*** Begin section ***

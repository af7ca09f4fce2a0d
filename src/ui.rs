use crate::app::{App, InputMode};
use crate::braille::BrailleCanvas;
use crate::globe::{Category, Location};
use crate::render::{render_globe, GlobeLayers, Palette};
use ratatui::{
    buffer::Buffer,
    layout::{Alignment, Rect},
    style::{Color, Modifier, Style},
    text::{Line, Span},
    widgets::{Block, Borders, Clear, Paragraph, Widget, Wrap},
    Frame,
};

/// Render the UI
pub fn render(frame: &mut Frame, app: &App) {
    let palette = Palette::for_mode(app.widget.dark_mode());
    render_globe_pane(frame, app, &palette);
    render_panel(frame, app, &palette);
    render_status_bar(frame, app, &palette);
}

fn render_globe_pane(frame: &mut Frame, app: &App, palette: &Palette) {
    let layout = &app.layout;
    let block = Block::default()
        .borders(Borders::ALL)
        .border_style(Style::default().fg(palette.border))
        .title(Span::styled(
            " Office Globe ",
            Style::default().fg(palette.accent).add_modifier(Modifier::BOLD),
        ));
    frame.render_widget(block, layout.globe);

    let inner = layout.globe_inner;
    let layers = render_globe(&app.widget, inner.width as usize, inner.height as usize);
    frame.render_widget(GlobeCanvasWidget { layers }, inner);

    if !app.widget.is_loaded() {
        let msg = "Loading Earth Texture...";
        let w = (msg.len() as u16 + 4).min(inner.width);
        let area = Rect {
            x: inner.x + inner.width.saturating_sub(w) / 2,
            y: inner.y + inner.height / 2,
            width: w,
            height: 1.min(inner.height),
        };
        frame.render_widget(Clear, area);
        frame.render_widget(
            Paragraph::new(msg)
                .alignment(Alignment::Center)
                .style(Style::default().fg(palette.text)),
            area,
        );
    }
}

/// Braille layers painted back to front
struct GlobeCanvasWidget {
    layers: GlobeLayers,
}

impl GlobeCanvasWidget {
    fn render_layer(canvas: &BrailleCanvas, color: Color, area: Rect, buf: &mut Buffer) {
        for row in 0..area.height {
            for col in 0..area.width {
                if let Some(ch) = canvas.cell(col as usize, row as usize) {
                    buf[(area.x + col, area.y + row)].set_char(ch).set_fg(color);
                }
            }
        }
    }
}

impl Widget for GlobeCanvasWidget {
    fn render(self, area: Rect, buf: &mut Buffer) {
        let l = &self.layers;
        let p = &l.palette;
        Self::render_layer(&l.atmosphere, p.atmosphere, area, buf);
        Self::render_layer(&l.limb, p.limb, area, buf);
        Self::render_layer(&l.surface, p.surface, area, buf);
        Self::render_layer(&l.glow, l.glow_color, area, buf);
        Self::render_layer(&l.dots, l.marker_color, area, buf);
        Self::render_layer(&l.selected, p.selected, area, buf);
    }
}

fn render_panel(frame: &mut Frame, app: &App, palette: &Palette) {
    let layout = &app.layout;
    let selected = app.widget.selected();
    let border = if selected.is_some() { palette.selected } else { palette.border };
    frame.render_widget(
        Block::default()
            .borders(Borders::ALL)
            .border_style(Style::default().fg(border)),
        layout.panel,
    );

    match selected {
        Some(loc) => render_details(frame, loc, palette, layout_inner(layout.panel)),
        None => render_list(frame, app, palette),
    }
}

fn layout_inner(r: Rect) -> Rect {
    Block::default().borders(Borders::ALL).inner(r)
}

fn render_list(frame: &mut Frame, app: &App, palette: &Palette) {
    let layout = &app.layout;
    let active = app.widget.category();

    // Category pills
    let pill = |cat: Category| {
        let style = if cat == active {
            Style::default().fg(Color::White).bg(palette.accent).add_modifier(Modifier::BOLD)
        } else {
            Style::default().fg(palette.dim_text)
        };
        Span::styled(format!(" {} ", cat.label()), style)
    };
    let tabs = Line::from(vec![pill(Category::Sales), Span::raw("  "), pill(Category::Technical)]);
    frame.render_widget(Paragraph::new(tabs).alignment(Alignment::Center), layout.tabs);

    // Search box
    let searching = app.input_mode == InputMode::Search;
    let search_text = if app.search_input.is_empty() && !searching {
        Span::styled("Search locations...", Style::default().fg(palette.dim_text))
    } else {
        Span::styled(
            format!("{}{}", app.search_input, if searching { "▏" } else { "" }),
            Style::default().fg(palette.text),
        )
    };
    let search_border = if searching { palette.accent } else { palette.border };
    frame.render_widget(
        Paragraph::new(Line::from(search_text)).block(
            Block::default()
                .borders(Borders::ALL)
                .border_style(Style::default().fg(search_border))
                .title(" / "),
        ),
        layout.search,
    );

    // Heading and count
    let count = app.widget.visible_count();
    let heading = vec![
        Line::from(Span::styled(
            active.heading(),
            Style::default().fg(palette.text).add_modifier(Modifier::BOLD),
        )),
        Line::from(Span::styled(
            format!(
                "{} location{} {}",
                count,
                if count == 1 { "" } else { "s" },
                if app.search_input.trim().is_empty() { "worldwide" } else { "found" }
            ),
            Style::default().fg(palette.dim_text),
        )),
    ];
    frame.render_widget(Paragraph::new(heading).alignment(Alignment::Center), layout.heading);

    // List
    if count == 0 {
        frame.render_widget(
            Paragraph::new("No locations found")
                .alignment(Alignment::Center)
                .style(Style::default().fg(palette.dim_text)),
            layout.list,
        );
        return;
    }

    let rows = layout.list.height as usize;
    let lines: Vec<Line> = app
        .widget
        .visible_locations()
        .enumerate()
        .skip(app.list_offset)
        .take(rows)
        .map(|(i, loc)| {
            let marker = if i == app.list_cursor { "▶ " } else { "  " };
            let city_style = if i == app.list_cursor {
                Style::default().fg(palette.accent).add_modifier(Modifier::BOLD)
            } else {
                Style::default().fg(palette.text).add_modifier(Modifier::BOLD)
            };
            Line::from(vec![
                Span::styled(marker, Style::default().fg(palette.accent)),
                Span::styled(loc.city.clone(), city_style),
                Span::styled(format!("  {}", loc.name), Style::default().fg(palette.dim_text)),
            ])
        })
        .collect();
    frame.render_widget(Paragraph::new(lines), layout.list);
}

fn render_details(frame: &mut Frame, loc: &Location, palette: &Palette, area: Rect) {
    let label = Style::default().fg(palette.accent).add_modifier(Modifier::BOLD);
    let text = Style::default().fg(palette.text);
    let dim = Style::default().fg(palette.dim_text);

    let lines = vec![
        Line::from(Span::styled(
            format!("{} LOCATION", loc.category.label().to_uppercase()),
            label,
        )),
        Line::from(Span::styled(loc.city.clone(), text.add_modifier(Modifier::BOLD))),
        Line::from(Span::styled(loc.name.clone(), dim)),
        Line::from(""),
        Line::from(Span::styled("FUNCTION", label)),
        Line::from(Span::styled(loc.description.clone(), text)),
        Line::from(""),
        Line::from(vec![
            Span::styled(format!("{:>6}", loc.offices), text.add_modifier(Modifier::BOLD)),
            Span::styled(" Offices   ", dim),
            Span::styled(format!("{:>6}", loc.employees), text.add_modifier(Modifier::BOLD)),
            Span::styled(" Employees", dim),
        ]),
        Line::from(""),
        Line::from(Span::styled("[x] close", dim)),
    ];
    frame.render_widget(Paragraph::new(lines).wrap(Wrap { trim: true }), area);
}

fn render_status_bar(frame: &mut Frame, app: &App, palette: &Palette) {
    let dim = Style::default().fg(Color::DarkGray);
    let status = Line::from(vec![
        Span::styled(" ", dim),
        Span::styled(app.widget.category().label(), Style::default().fg(palette.accent)),
        Span::styled(format!(" {} markers ", app.widget.visible_count()), dim),
        Span::styled("| ", dim),
        Span::styled(app.orientation_label(), Style::default().fg(Color::Cyan)),
        Span::styled(" | ", dim),
        Span::styled(
            if app.widget.dark_mode() { "[D]ark" } else { "[d]ark" },
            Style::default().fg(if app.widget.dark_mode() { Color::Green } else { Color::DarkGray }),
        ),
        Span::styled(
            " | tab:category /:search ↑↓:list enter:select x:close r:reset q:quit",
            dim,
        ),
    ]);
    frame.render_widget(Paragraph::new(status), app.layout.status);
}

*** End section ***

→ **EXERCISE DETAILS**
Can you write out the lines above, from the first one through the one containing "fn render_globe_pane(frame: &mut", exactly as they appear and nothing more?

→ **RESULT OF THIS EXERCISE**
repository af7ca09f4fce2a0d
filename src/ui.rs
use crate::app::{App, InputMode};
use crate::braille::BrailleCanvas;
use crate::globe::{Category, Location};
use crate::render::{render_globe, GlobeLayers, Palette};
use ratatui::{
    buffer::Buffer,
    layout::{Alignment, Rect},
    style::{Color, Modifier, Style},
    text::{Line, Span},
    widgets::{Block, Borders, Clear, Paragraph, Widget, Wrap},
    Frame,
};

/// Render the UI
pub fn render(frame: &mut Frame, app: &App) {
    let palette = Palette::for_mode(app.widget.dark_mode());
    render_globe_pane(frame, app, &palette);
    render_panel(frame, app, &palette);
    render_status_bar(frame, app, &palette);
}

fn render_globe_pane(frame: &mut Frame, app: &App, palette: &Palette) {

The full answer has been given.